Recent advances in diffusion-based Multimodal Large Language Models (dMLLMs) offer a compelling alternative to autoregressive counterparts; however, they remain prone to hallucinations. Through information flow analysis on LLaDA-V, we identify two intertwined factors contributing to this issue. First, although the special tokens serve as semantic anchors for aggregating visual information, they simultaneously induce severe attention sinks, excessively consuming the model’s attention budget. Second, the long-range decay inherent in Rotary Position Embedding (RoPE) leads to semantic blind spots, preventing these anchors from uniformly perceiving the entire visual input. Accordingly, our objective is to moderately alleviate the attention sink effect on semantic anchors while enhancing their ability to aggregate global visual information, thereby eliminating semantic blind spots. To this end, we propose Extrinsic Distance-Aware Regularization (EDAR), a training-free decoding strategy that augments the attention key space with a static, distance-aware matrix. This matrix jointly redistributes excessive attention away from anchors and injects absolute positional bias to ensure uniform visual coverage. Experiments on LLaDA-V demonstrate that EDAR effectively eliminates semantic blind spots and achieves state-of-the-art performance on both hallucination-specific and general multimodal benchmarks.

2025

Large language models (LLMs) often demonstrate strong performance by leveraging implicit knowledge acquired during pretraining. Analogical reasoning, which solves new problems by referencing similar known examples, offers a structured way to utilize this knowledge, but can also lead to subtle factual errors and hallucinations. In this work, we investigate whether LLMs can recognize the reliability of their own analogical outputs using black-box uncertainty estimation (UE).

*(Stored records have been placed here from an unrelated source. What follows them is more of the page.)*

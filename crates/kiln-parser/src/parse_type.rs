//! Type annotation parsing.

use kiln_lexer::token::TokenKind;
use kiln_types::ast::*;
use kiln_types::DiagnosticCode;

use crate::parser::Parser;

impl<'src> Parser<'src> {
    /// Parse a type annotation.
    ///
    /// ```ebnf
    /// Type = "number" | "string" | "bool" | "list" | "task" | "any" | "nil" ;
    /// ```
    ///
    /// Type names are plain identifiers to the lexer; an unknown name is
    /// reported and consumed so parsing can continue.
    pub(crate) fn parse_type_annotation(&mut self) -> Option<TypeAnnotation> {
        let span = self.current_span();
        let kind = match self.peek_kind().clone() {
            TokenKind::Nil => TypeKind::Nil,
            TokenKind::Identifier(name) => match TypeKind::from_keyword(&name) {
                Some(kind) => kind,
                None => {
                    self.error_at_current(
                        DiagnosticCode::UNEXPECTED_TOKEN,
                        format!(
                            "unknown type '{name}'; expected one of number, string, bool, list, task, any, nil"
                        ),
                    );
                    self.advance();
                    return None;
                }
            },
            other => {
                self.error_at_current(
                    DiagnosticCode::UNEXPECTED_TOKEN,
                    format!("expected type, got '{other}'"),
                );
                return None;
            }
        };
        self.advance();
        Some(TypeAnnotation::new(kind, span))
    }
}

We evaluate six UE metrics across two reasoning-intensive tasks: mathematical problem solving (GSM8K) and code generation (Codeforces). Our results show that Kernel Language Entropy (KLE) and Lexical Similarity (LexSim) are the most robust indicators of correctness. Moreover, while analogical prompting increases model confidence over direct prompting, most uncertainty arises during the analogy transfer step. These findings highlight the limitations of analogical knowledge transfer in LLMs and demonstrate the potential of UE methods for detecting hallucinated reasoning in black-box settings.